Nach oben

Evangelisch-Lutherischer Kirchenkreis Mecklenburg

Gehörlosenseelsorge

Gehörlosenseelsorge Mecklenburg
Mit Gehörlosenseelsorge wird zusammengefasst, was es an Veranstaltungen und Angeboten für und von Gehörlosen in unserer Kirche gibt: Gottesdienste, Freizeiten, Seelsorge, Taufen, Konfirmationen, Trauungen, Beerdigungen, Religionsunterricht, Fahrten, Projekte, Aktionen, Themenabende und vieles mehr.

Gehörlose Menschen sind integraler Bestandteil der Schöpfung Gottes (siehe 2. Mose 4,11). Ihre Sprache und Kultur sind vielfältig und einzigartig. Sie zu leben und in ihnen das Evangelium von der freien Gnade Gottes zu erfahren und zu leben ist Ziel der Gehörlosenseelsorge.

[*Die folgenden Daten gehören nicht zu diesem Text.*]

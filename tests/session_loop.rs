//! End-to-end session loop scenarios against a scripted fake client.

use parking_lot::Mutex;
use std::sync::atomic::Ordering;
use std::sync::Arc;
use std::time::{Duration, Instant};

use jamlink::bridge::SessionBridge;
use jamlink::session::client::{
    ChatHandler, ChatNotice, LicenseHandler, SessionClient, SessionStatus, StepOutcome,
};
use jamlink::session::command::{ChatKind, Command};
use jamlink::session::event::Event;
use jamlink::session::run_loop::SessionLoop;
use jamlink::session::server_list::{
    NullServerListSource, ServerEntry, ServerListResult, ServerListSource,
};

/// Observable side of the fake client, shared with the test body.
struct FakeState {
    status: SessionStatus,
    error: Option<String>,
    position: (i32, i32),
    tempo: (f32, i32),
    users_changed: bool,
    /// Status to adopt when `connect` is called.
    status_after_connect: Option<SessionStatus>,
    /// License text offered on the next `step`.
    pending_license: Option<String>,
    /// Chat notices emitted on the next `step`.
    pending_chat: Vec<ChatNotice>,
    /// `MoreWork` responses remaining before `step` reports idle.
    busy_steps: u32,

    connects: Vec<(String, String, String)>,
    channel_infos: Vec<(i32, String, Option<i32>, Option<bool>)>,
    disconnects: usize,
    license_verdicts: Vec<bool>,
}

impl FakeState {
    fn new() -> Self {
        Self {
            status: SessionStatus::Disconnected,
            error: None,
            position: (0, 0),
            tempo: (0.0, 0),
            users_changed: false,
            status_after_connect: None,
            pending_license: None,
            pending_chat: Vec::new(),
            busy_steps: 0,
            connects: Vec::new(),
            channel_infos: Vec::new(),
            disconnects: 0,
            license_verdicts: Vec::new(),
        }
    }
}

struct FakeClient {
    state: Arc<Mutex<FakeState>>,
    chat_handler: Option<ChatHandler>,
    license_handler: Option<LicenseHandler>,
}

impl FakeClient {
    fn new() -> (Self, Arc<Mutex<FakeState>>) {
        let state = Arc::new(Mutex::new(FakeState::new()));
        (
            Self {
                state: state.clone(),
                chat_handler: None,
                license_handler: None,
            },
            state,
        )
    }
}

impl SessionClient for FakeClient {
    fn step(&mut self) -> StepOutcome {
        let notices: Vec<ChatNotice> = self.state.lock().pending_chat.drain(..).collect();
        if let Some(handler) = self.chat_handler.as_mut() {
            for notice in notices {
                handler(notice);
            }
        }

        let license = self.state.lock().pending_license.take();
        if let Some(text) = license {
            if let Some(handler) = self.license_handler.as_mut() {
                let accepted = handler(&text);
                self.state.lock().license_verdicts.push(accepted);
            }
        }

        let mut state = self.state.lock();
        if state.busy_steps > 0 {
            state.busy_steps -= 1;
            StepOutcome::MoreWork
        } else {
            StepOutcome::Idle
        }
    }

    fn status(&self) -> SessionStatus {
        self.state.lock().status
    }

    fn error_text(&self) -> Option<String> {
        self.state.lock().error.clone()
    }

    fn position(&self) -> (i32, i32) {
        self.state.lock().position
    }

    fn tempo(&self) -> (f32, i32) {
        self.state.lock().tempo
    }

    fn take_users_changed(&mut self) -> bool {
        std::mem::take(&mut self.state.lock().users_changed)
    }

    fn connect(&mut self, server: &str, username: &str, password: &str) {
        let mut state = self.state.lock();
        state
            .connects
            .push((server.to_string(), username.to_string(), password.to_string()));
        if let Some(status) = state.status_after_connect {
            state.status = status;
        }
    }

    fn disconnect(&mut self) {
        let mut state = self.state.lock();
        state.disconnects += 1;
        state.status = SessionStatus::Disconnected;
    }

    fn set_local_channel_info(
        &mut self,
        channel: i32,
        name: &str,
        bitrate: Option<i32>,
        transmit: Option<bool>,
    ) {
        self.state
            .lock()
            .channel_infos
            .push((channel, name.to_string(), bitrate, transmit));
    }

    fn set_local_channel_monitor(
        &mut self,
        _channel: i32,
        _volume: Option<f32>,
        _pan: Option<f32>,
        _mute: Option<bool>,
        _solo: Option<bool>,
    ) {
    }

    fn set_user_mute(&mut self, _user: i32, _mute: bool) {}

    fn set_user_channel_state(
        &mut self,
        _user: i32,
        _channel: i32,
        _subscribed: Option<bool>,
        _volume: Option<f32>,
        _pan: Option<f32>,
        _mute: Option<bool>,
        _solo: Option<bool>,
    ) {
    }

    fn send_chat(&mut self, _kind: ChatKind, _target: Option<&str>, _text: &str) {}

    fn set_chat_handler(&mut self, handler: ChatHandler) {
        self.chat_handler = Some(handler);
    }

    fn set_license_handler(&mut self, handler: LicenseHandler) {
        self.license_handler = Some(handler);
    }
}

fn driver_with_fake(
    bridge: &Arc<SessionBridge>,
    server_list: Box<dyn ServerListSource>,
) -> (SessionLoop, Arc<Mutex<FakeState>>) {
    let (client, state) = FakeClient::new();
    bridge.install_client(Box::new(client));
    let driver = SessionLoop::new(bridge.clone(), server_list);
    driver.install_handlers();
    (driver, state)
}

fn collect_events(bridge: &SessionBridge) -> Vec<Event> {
    let mut events = Vec::new();
    bridge.events.drain(|e| events.push(e));
    events
}

#[test]
fn connect_transition_emits_one_event_and_initializes_channel() {
    let bridge = Arc::new(SessionBridge::new());
    let (mut driver, state) = driver_with_fake(&bridge, Box::new(NullServerListSource));

    {
        let mut s = state.lock();
        s.status_after_connect = Some(SessionStatus::Connected);
        s.position = (33_075, 88_200);
        s.tempo = (120.0, 8);
    }

    assert!(bridge.commands.try_push(Command::Connect {
        server: "example.com".into(),
        username: "alice".into(),
        password: String::new(),
    }));

    let pause = driver.iterate();
    assert_eq!(pause, Duration::from_millis(20));

    {
        let s = state.lock();
        // Anonymous rewrite applied on passwordless connect.
        assert_eq!(
            s.connects,
            vec![(
                "example.com".to_string(),
                "anonymous:alice".to_string(),
                String::new()
            )]
        );
        // Default local channel configured with transmit enabled.
        assert_eq!(
            s.channel_infos,
            vec![(0, "Channel".to_string(), Some(128), Some(true))]
        );
    }

    let events = collect_events(&bridge);
    assert_eq!(events.len(), 1);
    match &events[0] {
        Event::StatusChanged { status, error } => {
            assert_eq!(*status, SessionStatus::Connected);
            assert!(error.is_none());
        }
        other => panic!("unexpected event {:?}", other),
    }

    // Timing published into the snapshot: beat = 33075 * 8 / 88200.
    assert_eq!(bridge.snapshot.bpm.load(Ordering::Relaxed), 120.0);
    assert_eq!(bridge.snapshot.bpi.load(Ordering::Relaxed), 8);
    assert_eq!(bridge.snapshot.beat_position.load(Ordering::Relaxed), 3);

    // Settings recorded under the state lock; password stays in memory only.
    let settings = bridge.settings.lock();
    assert_eq!(settings.server, "example.com");
    assert_eq!(settings.username, "alice");

    // Steady state: no duplicate transition event.
    drop(settings);
    driver.iterate();
    assert!(collect_events(&bridge).is_empty());
}

#[test]
fn error_disconnect_surfaces_as_event_without_reconnect() {
    let bridge = Arc::new(SessionBridge::new());
    let (mut driver, state) = driver_with_fake(&bridge, Box::new(NullServerListSource));

    state.lock().status_after_connect = Some(SessionStatus::Connected);
    bridge.commands.try_push(Command::Connect {
        server: "example.com".into(),
        username: "bob".into(),
        password: "hunter2".into(),
    });
    driver.iterate();
    collect_events(&bridge);

    {
        let mut s = state.lock();
        s.status = SessionStatus::Disconnected;
        s.error = Some("server closed connection".into());
    }

    let pause = driver.iterate();
    assert_eq!(pause, Duration::from_millis(50));

    let events = collect_events(&bridge);
    assert_eq!(events.len(), 1);
    match &events[0] {
        Event::StatusChanged { status, error } => {
            assert_eq!(*status, SessionStatus::Disconnected);
            assert_eq!(error.as_deref(), Some("server closed connection"));
        }
        other => panic!("unexpected event {:?}", other),
    }

    // No automatic reconnect: a fresh Connect command is required.
    driver.iterate();
    assert_eq!(state.lock().connects.len(), 1);
}

#[test]
fn password_connect_skips_anonymous_rewrite() {
    let bridge = Arc::new(SessionBridge::new());
    let (mut driver, state) = driver_with_fake(&bridge, Box::new(NullServerListSource));

    bridge.commands.try_push(Command::Connect {
        server: "private.example".into(),
        username: "carol".into(),
        password: "secret".into(),
    });
    driver.iterate();

    assert_eq!(
        state.lock().connects,
        vec![(
            "private.example".to_string(),
            "carol".to_string(),
            "secret".to_string()
        )]
    );
}

#[test]
fn users_changed_flag_becomes_event() {
    let bridge = Arc::new(SessionBridge::new());
    let (mut driver, state) = driver_with_fake(&bridge, Box::new(NullServerListSource));

    state.lock().users_changed = true;
    driver.iterate();
    let events = collect_events(&bridge);
    assert!(matches!(events.as_slice(), [Event::UsersChanged]));

    driver.iterate();
    assert!(collect_events(&bridge).is_empty());
}

#[test]
fn busy_client_cannot_delay_shutdown() {
    let bridge = Arc::new(SessionBridge::new());
    let (mut driver, state) = driver_with_fake(&bridge, Box::new(NullServerListSource));

    // Step reports more work forever; only the shutdown check inside the
    // inner loop can end the iteration.
    state.lock().busy_steps = u32::MAX;
    bridge.signal_shutdown();

    let start = Instant::now();
    driver.iterate();
    assert!(start.elapsed() < Duration::from_secs(5));
}

#[test]
fn chat_burst_fills_chat_queue_without_touching_events() {
    let bridge = Arc::new(SessionBridge::new());
    let (mut driver, state) = driver_with_fake(&bridge, Box::new(NullServerListSource));

    {
        let mut s = state.lock();
        for i in 0..300 {
            s.pending_chat.push(ChatNotice::Message {
                user: "spammer".into(),
                text: format!("line {}", i),
            });
        }
        s.users_changed = true;
    }

    driver.iterate();

    // One slot reserved: 127 lines land, the rest are dropped.
    assert_eq!(bridge.chat.len(), 127);
    assert_eq!(bridge.chat.rejected_count(), 173);

    // The burst must not evict state events.
    let events = collect_events(&bridge);
    assert!(matches!(events.as_slice(), [Event::UsersChanged]));

    let mut expect = 0;
    bridge.chat.drain(|line| {
        assert_eq!(line.text, format!("line {}", expect));
        expect += 1;
    });
    assert_eq!(expect, 127);
}

#[test]
fn license_prompt_accept_round_trip() {
    let bridge = Arc::new(SessionBridge::new());
    let (driver, state) = driver_with_fake(&bridge, Box::new(NullServerListSource));
    state.lock().pending_license = Some("AGREEMENT v2".into());

    let session = std::thread::Builder::new()
        .name("test-session".into())
        .spawn(move || driver.run())
        .unwrap();

    // UI side: wait for the prompt, check the text, accept.
    let deadline = Instant::now() + Duration::from_secs(10);
    while !bridge.license.is_pending() {
        assert!(Instant::now() < deadline, "license prompt never arrived");
        std::thread::sleep(Duration::from_millis(1));
    }
    assert_eq!(bridge.license.pending_text().as_deref(), Some("AGREEMENT v2"));
    bridge.license.respond(true);

    let deadline = Instant::now() + Duration::from_secs(10);
    while state.lock().license_verdicts.is_empty() {
        assert!(Instant::now() < deadline, "verdict never recorded");
        std::thread::sleep(Duration::from_millis(1));
    }
    assert_eq!(state.lock().license_verdicts, vec![true]);

    bridge.signal_shutdown();
    session.join().unwrap();
}

#[test]
fn shutdown_rejects_pending_license_immediately() {
    // Default 60 s deadline: only the shutdown wake can finish this fast.
    let bridge = Arc::new(SessionBridge::new());
    let (driver, state) = driver_with_fake(&bridge, Box::new(NullServerListSource));
    state.lock().pending_license = Some("AGREEMENT".into());

    let session = std::thread::Builder::new()
        .name("test-session".into())
        .spawn(move || driver.run())
        .unwrap();

    let deadline = Instant::now() + Duration::from_secs(10);
    while !bridge.license.is_pending() {
        assert!(Instant::now() < deadline, "license prompt never arrived");
        std::thread::sleep(Duration::from_millis(1));
    }

    let start = Instant::now();
    bridge.signal_shutdown();
    session.join().unwrap();
    assert!(start.elapsed() < Duration::from_secs(10));
    assert_eq!(state.lock().license_verdicts, vec![false]);
}

/// Server-list source that completes one request per poll.
struct InstantServerList {
    requested: Vec<String>,
    ready: Option<ServerListResult>,
}

impl ServerListSource for InstantServerList {
    fn request(&mut self, url: &str) {
        self.requested.push(url.to_string());
        self.ready = Some(ServerListResult {
            servers: vec![ServerEntry {
                name: "Test Jam".into(),
                host: "jam.example".into(),
                port: 2049,
                users: 3,
                max_users: 8,
                ..ServerEntry::default()
            }],
            error: None,
        });
    }

    fn poll(&mut self) -> Option<ServerListResult> {
        self.ready.take()
    }
}

#[test]
fn server_list_request_round_trip() {
    let bridge = Arc::new(SessionBridge::new());
    let source = InstantServerList {
        requested: Vec::new(),
        ready: None,
    };
    let (mut driver, _state) = driver_with_fake(&bridge, Box::new(source));

    bridge.commands.try_push(Command::RequestServerList {
        url: "http://lists.example/servers".into(),
    });
    driver.iterate();

    let events = collect_events(&bridge);
    assert_eq!(events.len(), 1);
    match &events[0] {
        Event::ServerListReady { servers, error } => {
            assert!(error.is_none());
            assert_eq!(servers.len(), 1);
            assert_eq!(servers[0].address(), "jam.example:2049");
        }
        other => panic!("unexpected event {:?}", other),
    }
}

Gehörlosenseelsorge ist gebärdensprachlich orientierte Gemeindearbeit. Alle Veranstaltungen finden in Deutscher Gebärdensprache (DGS) statt, der Sprache gehörloser Menschen - gegebenenfalls mit Dolmetscher.

Gehörlosenseelsorge ist Gehörlosengemeinschaft in der Kirche und Kirche in der Gehörlosengemeinschaft. Unser Gemeindeleben richtet sich in Sprache, Kultur und Programm an den Begabungen, Fähigkeiten und Bedürfnissen der Menschen aus, die hier Gemeinschaft leben.Wir stehen ein für die Interessen der evangelischen Gehörlosen in der Kirche und in den Selbsthilfeorganisationen der Gehörlosengemeinschaft.

Gehörlos

Ungefähr jeder tausendste Mensch in Deutschland ist gehörlos. Gehörlose Menschen nehmen die Welt vorwiegend mit den Augen wahr; sie verarbeiten etwa doppelt so viele visuelle Eindrücke wie hörende Menschen. An der alltäglichen Kommunikation in der Lautsprache können gehörlose Menschen nur sehr eingeschränkt teilnehmen. Die Sprache der Hörenden müssen sie von den Lippen absehen. Nur etwa ein Drittel der Laute ist dabei eindeutig zu erkennen, der Rest muss erraten werden. Darum verlangt die Verständigung mit Hörenden hohe Konzentration; und was in der Stimme neben den Worten mitschwingt, das entgeht den Gehörlosen.

Gebärdensprache

Untereinander verständigen sich Gehörlose in der Gebärdensprache. Handzeichen, Mimik und Körpersprache zusammen bilden eine vollständige Sprache, in der sich gehörlose Menschen unbehindert und entspannt über alle Themen des Lebens austauschen können. Gebärdensprachen sind national verschieden. In Deutschland ist die Gebärdensprache seit 2002 als eigenständige Sprache anerkannt.

Übrigens:
Gehörlose Menschen verständigen sich nicht nur in der Gebärdensprache; sie haben auch mit viel Mühe sprechen gelernt. Sie sind sehr kommunikativ – und nicht stumm. Deshalb empfinden sie das Wort „taubstumm“ als diskriminierend.